A new research result from Aarhus University shows that a so-called circular RNA molecule, which has been designated as carcinogenic, is actually not found in cancer cells. The results have just been published in Nature Communications.
In a major surprise, researchers from Aarhus University have discovered that an otherwise extensively studied carcinogenic RNA molecule is not found in cancerous cells at all. Instead, they suggest that the molecule contributes to cancer developing through what is known as the microenvironment which constitutes the cancerous cells’ ‘neighborhood’—i.e. the cells which lie in the environment around the cancer cells in a tumor.
RNA molecules are normally linear and help to ensure that the right proteins are formed in the cells.
“Now we know that certain RNA molecules can, popularly speaking, also bite their own tails and form closed rings, and this gives them completely new properties in the cells,” says Lasse Sommer Kristensen from Aarhus University, who is behind the study.
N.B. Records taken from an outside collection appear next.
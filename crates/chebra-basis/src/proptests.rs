//! Property-based tests for the multi-index enumeration.

#[cfg(test)]
mod tests {
    use proptest::prelude::*;

    use crate::multi_index::cmp_graded_lex;
    use crate::ordering::IndexSpace;

    // Strategy for a space plus a valid position inside it.
    fn space_and_position() -> impl Strategy<Value = (IndexSpace, usize)> {
        (1usize..=5, 0u32..=6).prop_flat_map(|(dimension, degree)| {
            let space = IndexSpace::new(dimension, degree);
            let count = space.count();
            (Just(space), 0..count)
        })
    }

    proptest! {
        #[test]
        fn position_roundtrip((space, position) in space_and_position()) {
            let index = space.multi_index_of(position).unwrap();
            prop_assert_eq!(space.position_of(&index).unwrap(), position);
        }

        #[test]
        fn enumeration_respects_degree_bound((space, position) in space_and_position()) {
            let index = space.multi_index_of(position).unwrap();
            prop_assert!(index.total_degree() <= space.degree());
            prop_assert_eq!(index.len(), space.dimension());
        }

        #[test]
        fn enumeration_is_strictly_increasing(
            (space, position) in space_and_position()
        ) {
            prop_assume!(position + 1 < space.count());
            let here = space.multi_index_of(position).unwrap();
            let next = space.multi_index_of(position + 1).unwrap();
            prop_assert_eq!(cmp_graded_lex(&here, &next), std::cmp::Ordering::Less);
        }
    }
}
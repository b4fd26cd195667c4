use crate::params::CampaignParams;

/// A named source/medium preset for a common channel.
#[derive(Debug, Clone, Copy, PartialEq, Eq)]
pub struct Template {
    pub name: &'static str,
    pub slug: &'static str,
    pub source: &'static str,
    pub medium: &'static str,
}

impl Template {
    /// Fill source and medium; everything else is left as typed.
    pub fn apply(&self, params: &mut CampaignParams) {
        params.source = self.source.to_string();
        params.medium = self.medium.to_string();
    }
}

pub const TEMPLATES: &[Template] = &[
    Template { name: "Google Ads", slug: "google-ads", source: "google", medium: "cpc" },
    Template { name: "Facebook Ads", slug: "facebook-ads", source: "facebook", medium: "paid_social" },
    Template { name: "Instagram", slug: "instagram", source: "instagram", medium: "social" },
    Template { name: "Newsletter", slug: "newsletter", source: "newsletter", medium: "email" },
    Template { name: "LinkedIn", slug: "linkedin", source: "linkedin", medium: "social" },
    Template { name: "Twitter/X", slug: "twitter", source: "twitter", medium: "social" },
    Template { name: "TikTok Ads", slug: "tiktok-ads", source: "tiktok", medium: "paid_social" },
    Template { name: "Affiliate", slug: "affiliate", source: "affiliate", medium: "referral" },
];

/// Look a template up by slug or display name, ignoring case.
pub fn find_template(name: &str) -> Option<&'static Template> {
    let name = name.trim();
    TEMPLATES
        .iter()
        .find(|t| t.slug.eq_ignore_ascii_case(name) || t.name.eq_ignore_ascii_case(name))
}
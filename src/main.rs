use anyhow::{Context, Result};
use clap::Parser;
use std::process::ExitCode;
use tracing::{error, info};

use utm_builder::args::{Args, Command};
use utm_builder::clipboard::SystemClipboard;
use utm_builder::clock::SystemClock;
use utm_builder::config::Settings;
use utm_builder::logging::setup_logging;
use utm_builder::notify::ConsoleNotifier;
use utm_builder::params::CampaignParams;
use utm_builder::report;
use utm_builder::storage::SqliteStore;
use utm_builder::templates::find_template;
use utm_builder::utils::validate_args;
use utm_builder::{HistoryStore, Session};

fn main() -> Result<ExitCode> {
    let args = Args::parse();
    setup_logging(args.verbose);
    validate_args(&args)?;

    if let Command::Templates = args.command {
        report::print_templates();
        return Ok(ExitCode::SUCCESS);
    }

    let mut settings = Settings::load(args.config.as_deref())?;
    if let Some(database) = &args.database {
        settings.database_path = database.clone();
    }

    let storage = SqliteStore::open(&settings.database_path).with_context(|| {
        format!(
            "Failed to open history database at {}",
            settings.database_path.display()
        )
    })?;
    let store = HistoryStore::open(storage, settings.storage_key.clone());

    let clock = SystemClock;
    let clipboard = SystemClipboard;
    let notifier = ConsoleNotifier;
    let mut session = Session::new(store, &clock, &clipboard, &notifier);

    match run(&args.command, &settings, &mut session) {
        Ok(code) => Ok(code),
        Err(e) => {
            error!(action = "run", component = "cli", error = %e, "Command failed");
            eprintln!("Error: {e:#}");
            Ok(ExitCode::FAILURE)
        }
    }
}

fn run(command: &Command, settings: &Settings, session: &mut Session<SqliteStore>) -> Result<ExitCode> {
    match command {
        Command::Build(build) => {
            let mut params = CampaignParams::default();
            if let Some(name) = &build.template {
                let template = find_template(name)
                    .with_context(|| format!("Unknown template '{name}', see `utm-builder templates`"))?;
                session.apply_template(&mut params, template);
            }
            build.fill(&mut params);

            let generated = if build.no_history {
                session.generate_without_history(&params)
            } else {
                session.generate(&params)
            };

            let url = match generated {
                Ok(url) => url,
                Err(errors) => {
                    report::print_validation_errors(&errors);
                    return Ok(ExitCode::FAILURE);
                }
            };
            println!("{url}");

            if build.copy || settings.copy_on_build {
                // A failed copy is reported by the session and does not fail the build.
                let _ = session.copy(url.as_str());
            }
        }
        Command::History { limit } => {
            report::print_history(session.history(), *limit);
        }
        Command::Load { target, json } => {
            let Some(params) = session.load_entry(target) else {
                return Ok(ExitCode::FAILURE);
            };
            if *json {
                println!("{}", serde_json::to_string_pretty(&params)?);
            } else {
                report::print_fields(&params);
            }
        }
        Command::Copy { index } => {
            let url = session
                .history()
                .get(*index)
                .map(|entry| entry.url.clone())
                .with_context(|| format!("No history entry #{index}"))?;
            if session.copy(&url).is_err() {
                return Ok(ExitCode::FAILURE);
            }
        }
        Command::Export { output } => {
            let path = output.as_ref().unwrap_or(&settings.export_file);
            let written = session.export(path)?;
            info!(action = "export", component = "cli", path = ?written, "History exported");
        }
        Command::Templates => report::print_templates(),
    }

    Ok(ExitCode::SUCCESS)
}
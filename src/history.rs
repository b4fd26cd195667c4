use serde::{Deserialize, Serialize};
use tracing::{debug, info, warn};

use crate::clock::Clock;
use crate::errors::UtmError;
use crate::storage::KeyValueStore;

/// Most entries kept; older ones fall off the end.
pub const HISTORY_LIMIT: usize = 10;

pub const DEFAULT_STORAGE_KEY: &str = "utm-history";

#[derive(Debug, Clone, PartialEq, Eq, Serialize, Deserialize)]
pub struct HistoryEntry {
    pub url: String,
    pub timestamp: i64,
}

/// Newest-first list of generated links, unique by exact URL string.
#[derive(Debug, Clone, Default, PartialEq, Eq)]
pub struct History {
    entries: Vec<HistoryEntry>,
}

impl History {
    pub fn new(mut entries: Vec<HistoryEntry>) -> Self {
        entries.truncate(HISTORY_LIMIT);
        Self { entries }
    }

    /// Returns the list with `url` at the front, stamped with the clock's time.
    pub fn record(&self, url: &str, clock: &dyn Clock) -> History {
        let mut entries = Vec::with_capacity(HISTORY_LIMIT);
        entries.push(HistoryEntry {
            url: url.to_string(),
            timestamp: clock.now_millis(),
        });
        entries.extend(
            self.entries
                .iter()
                .filter(|entry| entry.url != url)
                .take(HISTORY_LIMIT - 1)
                .cloned(),
        );
        History { entries }
    }

    pub fn entries(&self) -> &[HistoryEntry] {
        &self.entries
    }

    /// 1-based lookup, matching how the list is shown.
    pub fn get(&self, index: usize) -> Option<&HistoryEntry> {
        index.checked_sub(1).and_then(|i| self.entries.get(i))
    }

    pub fn len(&self) -> usize {
        self.entries.len()
    }

    pub fn is_empty(&self) -> bool {
        self.entries.is_empty()
    }

    pub fn iter(&self) -> std::slice::Iter<'_, HistoryEntry> {
        self.entries.iter()
    }

    pub fn to_json(&self) -> Result<String, serde_json::Error> {
        serde_json::to_string(&self.entries)
    }

    /// Anything that is not a JSON array of entries reads as an empty history.
    pub fn from_json(raw: &str) -> History {
        match serde_json::from_str::<Vec<HistoryEntry>>(raw) {
            Ok(entries) => History::new(entries),
            Err(e) => {
                warn!(action = "parse", component = "history", error = %e, "Ignoring malformed history");
                History::default()
            }
        }
    }
}

impl<'a> IntoIterator for &'a History {
    type Item = &'a HistoryEntry;
    type IntoIter = std::slice::Iter<'a, HistoryEntry>;

    fn into_iter(self) -> Self::IntoIter {
        self.entries.iter()
    }
}

/// Sole owner of the history list and of its persisted copy.
pub struct HistoryStore<S: KeyValueStore> {
    storage: S,
    key: String,
    history: History,
}

impl<S: KeyValueStore> HistoryStore<S> {
    pub fn open(storage: S, key: impl Into<String>) -> Self {
        let key = key.into();
        let history = load(&storage, &key);
        Self {
            storage,
            key,
            history,
        }
    }

    pub fn history(&self) -> &History {
        &self.history
    }

    /// Re-reads the persisted list, replacing the in-memory copy.
    pub fn load(&mut self) -> &History {
        self.history = load(&self.storage, &self.key);
        &self.history
    }

    pub fn record(&mut self, url: &str, clock: &dyn Clock) -> &History {
        self.history = self.history.record(url, clock);
        if let Err(e) = self.save() {
            warn!(action = "persist", component = "history", error = %e, "Failed to persist history");
        }
        &self.history
    }

    pub fn save(&self) -> Result<(), UtmError> {
        let json = self
            .history
            .to_json()
            .map_err(|e| UtmError::Io(e.into()))?;
        self.storage.set(&self.key, &json)?;
        debug!(action = "persist", component = "history", entry_count = self.history.len(), "History persisted");
        Ok(())
    }
}

fn load<S: KeyValueStore>(storage: &S, key: &str) -> History {
    let history = match storage.get(key) {
        Ok(Some(raw)) => History::from_json(&raw),
        Ok(None) => History::default(),
        Err(e) => {
            warn!(action = "load", component = "history", error = %e, "Could not read history, starting empty");
            History::default()
        }
    };
    info!(action = "load", component = "history", entry_count = history.len(), "History loaded");
    history
}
The circular RNA molecule studied by the researchers is called ciRS-7.
Checking the neighborhood
According to Lasse Sommer Kristensen, an important step in understanding the carcinogenic properties of molecules is to map where these molecules are located in the tumor and which types of cell they are found in.
He predicts that these new results will move the research field in a completely new direction and increase focus on understanding how the molecules work through the microenvironment of the cancer cells.
“We’ve recently witnessed an explosion of research activity within this new research area, but with our study we show that the conclusions reached by many of the first studies of ciRS-7 are probably premature, primarily due to a lack of spatial analyses,” says the researcher.
“We see that other benign cell types in a tumor express very high levels of CiRS-7, which means that the molecule may instead contribute to cancer development through the microenvironment.”
More spatial analyses
According to the researchers, when trying to understand the molecular mechanisms that contribute to the development of cancer, it is important to look at cancer as a complex interaction between the cancer cells and the many other types of benign cell types which are found in a tumor.
“In other words, the classic cancer cell lines that are grown in the laboratory and often used to try and understand new molecular mechanisms, don’t always give us an accurate view of what is in play in an actual tumor,” says Lasse Sommer Kristensen.
He emphasizes that the results are therefore a good example of how spatial analyses of patient tumors can contribute with important knowledge that would not have been gained by analysing all RNA from a tumor in a single analysis.